Бывший учитель истории еще не знал, в какую историю – просим прощения за тавтологию – попадет после пробуждения Льда.
3
Как выяснилось, Илья Каледин, уже в местах не столь отдаленных получивший прозвище Лед (превосходно соотносящееся с его недавней фамилией – Холодный), попал в казахстанскую пересылку за особые заслуги перед любимой Советской страной. Он сбежал из лагеря. Обстоятельства этого дела покрыты мраком. Мрак, конечно, разгонит следствие, но когда это еще будет?..
Лед проснулся в превосходном настроении, чего нельзя сказать о большинстве присутствующих в камере. Илья с улыбкой сказал:
– Надо же! Никто и не пытался меня зарезать. А ведь этот так просто – чик, и горло наружу.
Примерно с такой же улыбкой он снес Упору пол-лица. Тот, конечно, уже очнулся и отполз к стене, но говорить не мог, а напоминать о себе попросту не рисковал. Собственно, сразу же после слов Льда дверь барака открылась, и вошел начальник пересылки майор Титов. За ним семенил Омельченко. Титов, краснолицый, густобровый, зверообразный, на ходу не стеснялся в выражениях. На валяющихся на полу заключенных он не обратил никакого внимания, потому что пришел вовсе не к ним.
– А-а, Каледин!!! – ощерившись, выговорил он, встав передо Льдом. – Ну ты, Каледин, совсем оборзел?! Куда ты на этот раз собрался-то, а?
– А я еще размышлял, гражданин начальник, – спокойно ответил тот. – У меня были варианты: либо в Китай, либо через Каспий и там дальше через Иран, кланяться тамошнему шахиншаху с тем, чтобы он меня дальше пропустил – в Константинополь, что ли. Подробности моих планов уже позвольте оставить при себе. Хотя бы – до протокола. А вас что, повысили? Помнится, в Красноярске вы бегали в простых вертухаях, а тут, гляди ж ты, резко пошли в гору. Партия дает ход лучшим кадрам, это понятно!

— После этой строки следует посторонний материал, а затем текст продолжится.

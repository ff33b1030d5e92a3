//! Error types for TraceDB
//!
//! This module defines all error types used throughout the system.
//! We use `thiserror` for automatic `Display` and `Error` trait implementations.
//!
//! Every error carries a classification ([`ErrorKind`]) so that outer
//! surfaces can decide who has to act on it:
//!
//! | Kind | Variants | Who acts |
//! |------|----------|----------|
//! | Client | `InvalidPayload`, `InvalidRecord`, `BatchTooLarge` | caller must fix input |
//! | NotFound | `NotFound` | nothing to fix, entity is absent |
//! | Server | `Io`, `Storage`, `Corruption`, `Serialization` | caller may retry the same request |
//! | Server | `InvalidConfig` | operator must fix the deployment |

use std::io;
use thiserror::Error;

/// Result type alias for TraceDB operations
pub type Result<T> = std::result::Result<T, Error>;

/// Error types for TraceDB
#[derive(Debug, Error)]
pub enum Error {
    /// Ingestion body is not a JSON array (or not JSON at all)
    #[error("Invalid payload: {0}")]
    InvalidPayload(String),

    /// One record of an ingestion batch failed validation
    #[error("Invalid record at index {index}: {reason}")]
    InvalidRecord {
        /// Position of the offending record in the batch
        index: usize,
        /// What was wrong with it
        reason: String,
    },

    /// Batch holds more records than the configured maximum
    #[error("Batch too large: {len} events (maximum is {max})")]
    BatchTooLarge {
        /// Number of records received
        len: usize,
        /// Configured maximum
        max: usize,
    },

    /// Requested entity does not exist
    #[error("Not found: {0}")]
    NotFound(String),

    /// I/O error (batch log file operations)
    #[error("I/O error: {0}")]
    Io(#[from] io::Error),

    /// Storage layer error (transaction abort, poisoned state, ...)
    #[error("Storage error: {0}")]
    Storage(String),

    /// Persisted data failed an integrity check
    #[error("Data corruption: {0}")]
    Corruption(String),

    /// Serialization/deserialization error
    #[error("Serialization error: {0}")]
    Serialization(String),

    /// Configuration value or file is invalid
    #[error("Invalid configuration: {0}")]
    InvalidConfig(String),
}

/// Coarse classification of an [`Error`]
#[derive(Debug, Clone, Copy, PartialEq, Eq)]
pub enum ErrorKind {
    /// Malformed request; no side effects happened
    Client,
    /// The entity asked for is absent
    NotFound,
    /// Infrastructure failure; the operation was rolled back
    Server,
}

impl Error {
    /// Classify this error
    pub fn kind(&self) -> ErrorKind {
        match self {
            Error::InvalidPayload(_) | Error::InvalidRecord { .. } | Error::BatchTooLarge { .. } => {
                ErrorKind::Client
            }
            Error::NotFound(_) => ErrorKind::NotFound,
            Error::Io(_)
            | Error::Storage(_)
            | Error::Corruption(_)
            | Error::Serialization(_)
            | Error::InvalidConfig(_) => ErrorKind::Server,
        }
    }

    /// True if the caller sent something malformed
    pub fn is_client_error(&self) -> bool {
        self.kind() == ErrorKind::Client
    }

    /// Build a storage error from anything displayable
    pub fn storage(msg: impl Into<String>) -> Self {
        Error::Storage(msg.into())
    }
}

impl From<serde_json::Error> for Error {
    fn from(e: serde_json::Error) -> Self {
        Error::Serialization(e.to_string())
    }
}
//! TraceDatabase: store selection and the read/write operations
//!
//! This module provides the facade the HTTP layer talks to. It:
//! - Picks the store from configuration (in-memory or batch-log backed)
//! - Replays the batch log on open
//! - Routes ingestion through [`IngestService`]
//! - Assembles the trace, request and recent-roots views
//!
//! ## Persistence vs Durability
//!
//! | data_dir | durability | Store |
//! |----------|------------|-------|
//! | unset | (ignored) | `MemoryStore`, lost on exit |
//! | set | cache | `MemoryStore`, no files written |
//! | set | standard | `DurableStore`, periodic fsync |
//! | set | always | `DurableStore`, fsync per batch |
//!
//! All operations are blocking; async callers should run them on a
//! blocking thread.

pub mod config;

pub use config::{TraceDbConfig, CONFIG_FILE_NAME};

use serde::Serialize;
use serde_json::Value;
use std::sync::Arc;
use tracedb_core::{Error, Result, TraceEvent};
use tracedb_storage::{DurableStore, EventStore, MemoryStore};
use tracing::{info, warn};

use crate::ingest::{IngestReceipt, IngestService};
use crate::projection::{RootRow, TraceSummary};
use crate::tree::{TraceForest, TraceTree};

// ============================================================================
// Views
// ============================================================================

/// One event, the call tree of its request and the request summary
#[derive(Debug, Clone, Serialize)]
pub struct TraceView {
    /// The event that was asked for
    pub event: TraceEvent,
    /// Tree under the request's selected root, if it has one
    pub tree: Option<TraceTree>,
    /// Request-level summary
    pub summary: TraceSummary,
}

/// All events of one request with its call tree
#[derive(Debug, Clone, Serialize)]
pub struct RequestView {
    /// Request id
    pub request_id: String,
    /// Events, oldest first
    pub events: Vec<TraceEvent>,
    /// Tree under the request's selected root, if it has one
    pub tree: Option<TraceTree>,
    /// Request-level summary
    pub summary: TraceSummary,
}

fn assemble(request_id: &str, events: Vec<TraceEvent>) -> (Option<TraceTree>, TraceSummary) {
    let forest = TraceForest::build(events);
    let summary = TraceSummary::from_forest(request_id, &forest);
    if !forest.cycle_ids().is_empty() || !forest.duplicate_ids().is_empty() {
        warn!(
            request_id,
            cycles = forest.cycle_ids().len(),
            duplicates = forest.duplicate_ids().len(),
            "Request has events that cannot be placed in a tree"
        );
    }
    (forest.into_selected_root(), summary)
}

// ============================================================================
// TraceDatabase
// ============================================================================

/// Trace store plus ingestion and read paths
#[derive(Clone)]
pub struct TraceDatabase {
    store: Arc<dyn EventStore>,
    ingest: IngestService,
    config: TraceDbConfig,
}

impl std::fmt::Debug for TraceDatabase {
    fn fmt(&self, f: &mut std::fmt::Formatter<'_>) -> std::fmt::Result {
        f.debug_struct("TraceDatabase")
            .field("config", &self.config)
            .finish_non_exhaustive()
    }
}

impl TraceDatabase {
    /// Open the store described by `config`
    ///
    /// # Errors
    ///
    /// - `InvalidConfig` if the config does not validate
    /// - `Io` if the data directory or batch log cannot be opened
    pub fn open(config: TraceDbConfig) -> Result<Self> {
        config.validate()?;
        let mode = config.durability_mode()?;

        let store: Arc<dyn EventStore> = match &config.data_dir {
            Some(dir) if mode.requires_log() => Arc::new(DurableStore::open(dir, mode)?),
            Some(dir) => {
                warn!(
                    dir = %dir.display(),
                    "Cache durability selected; data_dir is ignored and traces stay in memory"
                );
                Arc::new(MemoryStore::new())
            }
            None => {
                info!("No data_dir configured; traces stay in memory");
                Arc::new(MemoryStore::new())
            }
        };

        Ok(Self::with_store(store, config))
    }

    /// In-memory database with default settings
    pub fn ephemeral() -> Self {
        Self::with_store(Arc::new(MemoryStore::new()), TraceDbConfig::default())
    }

    /// Wrap an existing store
    pub fn with_store(store: Arc<dyn EventStore>, config: TraceDbConfig) -> Self {
        let ingest =
            IngestService::new(Arc::clone(&store)).with_max_batch_events(config.max_batch_events);
        Self {
            store,
            ingest,
            config,
        }
    }

    /// Configuration in effect
    pub fn config(&self) -> &TraceDbConfig {
        &self.config
    }

    /// Underlying store
    pub fn store(&self) -> &Arc<dyn EventStore> {
        &self.store
    }

    /// Ingest a parsed batch
    pub fn ingest(&self, raw: &Value) -> Result<IngestReceipt> {
        self.ingest.ingest(raw)
    }

    /// Ingest a raw request body
    pub fn ingest_bytes(&self, body: &[u8]) -> Result<IngestReceipt> {
        self.ingest.ingest_bytes(body)
    }

    /// Most recent root events
    ///
    /// `limit` defaults to the configured root limit and is capped by
    /// `max_root_limit`.
    pub fn recent_roots(&self, limit: Option<usize>) -> Result<Vec<RootRow>> {
        let limit = self.config.effective_root_limit(limit);
        let roots = self.store.list_roots(limit)?;
        Ok(roots.iter().map(RootRow::from_event).collect())
    }

    /// One event with the call tree of its request
    ///
    /// # Errors
    ///
    /// `NotFound` if no event has this id.
    pub fn trace_view(&self, id: &str) -> Result<TraceView> {
        let event = self
            .store
            .get_by_id(id)?
            .ok_or_else(|| Error::NotFound(format!("trace {id}")))?;
        let events = self.store.list_by_request_id(&event.request_id)?;
        let (tree, summary) = assemble(&event.request_id, events);
        Ok(TraceView {
            event,
            tree,
            summary,
        })
    }

    /// All events of a request with its call tree
    ///
    /// # Errors
    ///
    /// `NotFound` if the request has no events.
    pub fn request_view(&self, request_id: &str) -> Result<RequestView> {
        let events = self.store.list_by_request_id(request_id)?;
        if events.is_empty() {
            return Err(Error::NotFound(format!("request {request_id}")));
        }
        let (tree, summary) = assemble(request_id, events.clone());
        Ok(RequestView {
            request_id: request_id.to_string(),
            events,
            tree,
            summary,
        })
    }

    /// Number of stored events
    pub fn len(&self) -> Result<usize> {
        self.store.len()
    }

    /// True if nothing has been stored
    pub fn is_empty(&self) -> Result<bool> {
        self.store.is_empty()
    }
}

Титов и не подумал обидеться. Казалось, он даже начал остывать. Болезненная багровость начала сходить с его лица, когда он наконец повернулся к подпрыгивающему Омельченко и сказал:
– Видал, капитан, каков наглец? А ты его в общую хату задвинул. Он тут, наверно, всех уже выстроил, а кого-то… Ба-а-а! Осужденный Шлыков лежит у выгребной ямы – это очень мило. Говорил я тебе, Омельченко, что пора бы перестать работать с этим дуболомом, не умеет он тонко работать, калечит людишек… тьфу, тля лагерная!
Такое явное признание связи Упора с администрацией пересылки не сулило тому ничего хорошего – в придачу к тому, что он и так теперь навеки покинул элитную касту блатных и примкнул к тюремным низам. После информации, нарочито оглашенной начальником Титовым, его жизненные перспективы стремительно западали за плинтус.
– Вообще, конечно, капитан Омельченко, ты редкий болван. Немедленно переведи Каледина в одиночную камеру. Скоро прибудет следственная группа. Кроме того, следует организовать поиск сообщников Каледина, которые наверняка могут бродить где-то в здешних краях, коль скоро тут был поймал их главарь.